Questo, non tanto per l’eroico sacrificio di chi si spende totalmente per un’idea, che in tal precipuo caso coincide con l’amore per la patria, intesa nella sua accezione pura di suolo e sangue, ma per il significato intrinseco della lotta antimperialista del movimento extraparlamentare irlandese.
A mio sommesso parere, tale condivisione va rigettata con forza. Trattasi solo di uno dei tanti, troppi casi, in cui una certa sinistra cerca di appropriarsi di lotte che non gli appartengono, attribuendo ad esse significati e significanti assolutamente distorti.
Lungi da me voler polemizzare con gente che non merita spreco d’aria, ma la premessa era doverosa e va motivata contestualmente al racconto del personaggio Sands. Innanzitutto non si può prescindere dalla caratteristica genetica della lotta per l’indipendenza irlandese: ossia la componente cattolica. Tutta la questione nord irlandese verte sulla diatriba storica tra cattolici (repubblicani e nazionalisti) e protestanti (monarchici e lealisti) e, aggiungo io, traditori del loro stesso DNA, poiché il popolo irlandese è sempre stato fortemente cattolico prima dell’eresia orangista.
Ebbene, i novelli bolscevichi, quelli che distruggono le statue della Madonna e che tanto amano sfoggiare magliette recanti la dicitura “grazie a Dio sono ateo” dimenticano, bontà loro, questo non trascurabile particolare.
Altra caratteristica, già menzionata, ma su cui giova ripetersi per sgombrare il campo da ogni possibile equivoco, è l’acceso nazionalismo dell’I.R.A., una connotazione questa che non dovrebbe trovar d’accordo chi ha sempre classificato il nazionalismo come sinonimo di razzismo, conservatorismo, reazione.
Ma torniamo al sacrificio di Bobby Sands perché le reazioni che lo sciopero della fame, la sua morte e quella dei suoi compagni (in tanti seguirono il suo esempio) suscitarono, furono contrastanti. Per il governo inglese, per gli occupanti, cioè, quella morte fu una vittoria e per tale venne pubblicizzata dall’infame primo ministro inglese Margaret Thatcher. Per l’I.R.A, gli oppressi, cioè, quella morte (ma sarebbe giusto dire quelle morti poiché furono in dieci a digiunare) fu un esempio eroico di coraggio ad oltranza e per la maggior parte della popolazione irlandese quello sciopero della fame fu una tragedia che lacerò i cuori e sconvolse le coscienze. Perchè una cosa va evidenziata con forza: pur non condividendo, in alcuni sporadici casi, la strategia dell’Irish Republican Army, il popolo irlandese comunque ne condivideva gli obiettivi ed era dalla parte dei suoi ragazzi, dei suoi figli, fratelli e padri. A questo proposito è d’uopo consigliare, per chi non l’avesse ancora visto, la visione di un toccante film sull’argomento: “Una scelta d’amore”, un film che prende le distanze dalla facile retorica di tutte le pellicole che difendono la democrazia inglese e che scava nel profondo delle motivazioni di questo grande popolo in lotta.

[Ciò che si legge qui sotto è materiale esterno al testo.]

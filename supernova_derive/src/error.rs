//! Derive macro for error types.
//!
//! Generates `std::fmt::Display` and `std::error::Error` implementations.
//! Replacement for the `thiserror` crate.
//!
//! # Usage
//!
//! ```ignore
//! use supernova_derive::Error;
//!
//! #[derive(Debug, Error)]
//! pub enum LoadError {
//!     #[error("file not found: {0}")]
//!     FileNotFound(String),
//!
//!     #[error("bad magic: expected {expected:#x}, found {found:#x}")]
//!     MagicMismatch { expected: u64, found: u64 },
//!
//!     #[error("truncated header")]
//!     InvalidHeader,
//! }
//! ```
//!
//! # Supported Features
//!
//! - Unit variants: `#[error("message")]`
//! - Tuple variants with positional args: `#[error("error: {0}")]`
//! - Struct variants with named args: `#[error("expected {expected}")]`
//!
//! Only enums are supported; error types in this workspace are closed
//! taxonomies.

use proc_macro::TokenStream;
use quote::{quote, ToTokens};
use syn::{parse_macro_input, Data, DeriveInput, Lit, Meta};

/// Derives `Display` and `Error` for an enum.
///
/// Each variant must carry an `#[error("...")]` attribute with the display
/// message. Field interpolation uses `{0}`, `{1}` for tuple fields or
/// `{field_name}` for struct fields. Format specifiers (`{found:#x}`) pass
/// through to `write!`.
pub fn derive_error(input: TokenStream) -> TokenStream {
    let input = parse_macro_input!(input as DeriveInput);

    match expand_error_derive(&input) {
        Ok(tokens) => TokenStream::from(tokens),
        Err(err) => err.to_compile_error().into(),
    }
}

fn expand_error_derive(input: &DeriveInput) -> syn::Result<proc_macro2::TokenStream> {
    let name = &input.ident;
    let (impl_generics, ty_generics, where_clause) = input.generics.split_for_impl();

    let data_enum = match &input.data {
        Data::Enum(data_enum) => data_enum,
        _ => {
            return Err(syn::Error::new_spanned(
                input,
                "Error derive supports only enums",
            ));
        }
    };

    let display_arms = data_enum
        .variants
        .iter()
        .map(|variant| {
            let variant_name = &variant.ident;
            let error_msg = extract_error_message(variant)?;

            let arm = match &variant.fields {
                syn::Fields::Unit => {
                    quote! {
                        Self::#variant_name => write!(f, #error_msg),
                    }
                }
                syn::Fields::Unnamed(fields) => {
                    let field_names: Vec<_> = (0..fields.unnamed.len())
                        .map(|i| quote::format_ident!("f{}", i))
                        .collect();
                    let format_str =
                        convert_positional_to_named(&error_msg, fields.unnamed.len());
                    quote! {
                        Self::#variant_name(#(#field_names),*) => write!(f, #format_str, #(#field_names = #field_names),*),
                    }
                }
                syn::Fields::Named(fields) => {
                    let field_names: Vec<_> = fields.named.iter().map(|f| &f.ident).collect();
                    quote! {
                        Self::#variant_name { #(#field_names),* } => write!(f, #error_msg, #(#field_names = #field_names),*),
                    }
                }
            };

            Ok(arm)
        })
        .collect::<syn::Result<Vec<_>>>()?;

    Ok(quote! {
        impl #impl_generics ::std::fmt::Display for #name #ty_generics #where_clause {
            fn fmt(&self, f: &mut ::std::fmt::Formatter<'_>) -> ::std::fmt::Result {
                match self {
                    #(#display_arms)*
                }
            }
        }

        impl #impl_generics ::std::error::Error for #name #ty_generics #where_clause {}
    })
}

/// Extracts the error message from a variant's `#[error("...")]` attribute.
fn extract_error_message(variant: &syn::Variant) -> syn::Result<String> {
    for attr in &variant.attrs {
        if attr.path().is_ident("error") {
            if let Meta::List(meta_list) = &attr.meta {
                let tokens = meta_list.tokens.clone();
                let lit = syn::parse2::<Lit>(tokens).map_err(|_| {
                    syn::Error::new_spanned(
                        &attr.meta,
                        "failed to parse #[error] attribute; expected a string literal like #[error(\"file not found: {0}\")]",
                    )
                })?;

                if let Lit::Str(lit_str) = lit {
                    return Ok(lit_str.value());
                }

                return Err(syn::Error::new_spanned(
                    &attr.meta,
                    "invalid #[error] attribute: message must be a string literal, e.g. #[error(\"invalid opcode: {0}\")]",
                ));
            }

            return Err(syn::Error::new_spanned(
                &attr.meta,
                "invalid #[error] attribute; use #[error(\"message\")] to describe the error",
            ));
        }
    }

    Err(syn::Error::new_spanned(
        variant.to_token_stream(),
        format!(
            "missing #[error(\"...\")] attribute on variant `{}`; every error variant must declare a display message",
            variant.ident
        ),
    ))
}

/// Converts positional format args `{0}`, `{1}` to named args `{f0}`, `{f1}`.
fn convert_positional_to_named(format_str: &str, field_count: usize) -> String {
    let mut result = format_str.to_string();
    for i in (0..field_count).rev() {
        let positional = format!("{{{}}}", i);
        let named = format!("{{f{}}}", i);
        result = result.replace(&positional, &named);
        // Keep format specifiers working: `{0:#x}` -> `{f0:#x}`.
        let positional_spec = format!("{{{}:", i);
        let named_spec = format!("{{f{}:", i);
        result = result.replace(&positional_spec, &named_spec);
    }
    result
}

Sembrerà strano, ma i 66 giorni di digiuno costituirono solo l’ultima goccia del calvario di questo grande uomo, un calvario che solo chi ha letto qualcosa sul famigerato blocco H delle carceri britanniche può solo osare immaginare. Basti ricordare che i ragazzi irlandesi, non indossando per protesta l’uniforme della prigione poiché volevano che venisse loro riconosciuta la qualifica di detenuti politici, con pedissequa possibilità di indossare i propri abiti (ovviamente negata dalla lady di ferro) stavano nudi con due sole asciugamani a coprire il collo e le zone intime.
Il tutto, in una cella dalla cui finestra entravano gelidi spifferi di freddo e nella quale i riscaldamenti venivano spenti l’inverno ed accesi l’estate.
Inoltre, i detenuti irlandesi dovevano espletare le proprie funzioni fisiologiche all’interno della cella, spalmando gli escrementi sui muri. Queste torture, perché in altro modo non è possibile chiamarle, sono state messe in atto da un governo che per la società perbenista e borghese ha sempre costituito un fulgido esempio di democrazia e civiltà.
Un grande uomo del secolo scorso ebbe a dire: “Dio stramaledica gli inglesi!”, non ci è dato sapere se Bobby Sands ebbe mai ad udire questa frase ma una cosa è certa: il suo sacrificio costituisce un motivo di orgoglio per tutto il popolo irlandese e per quella lotta in nome di Dio e dell’Irlanda libera che prima o poi sarà vinta.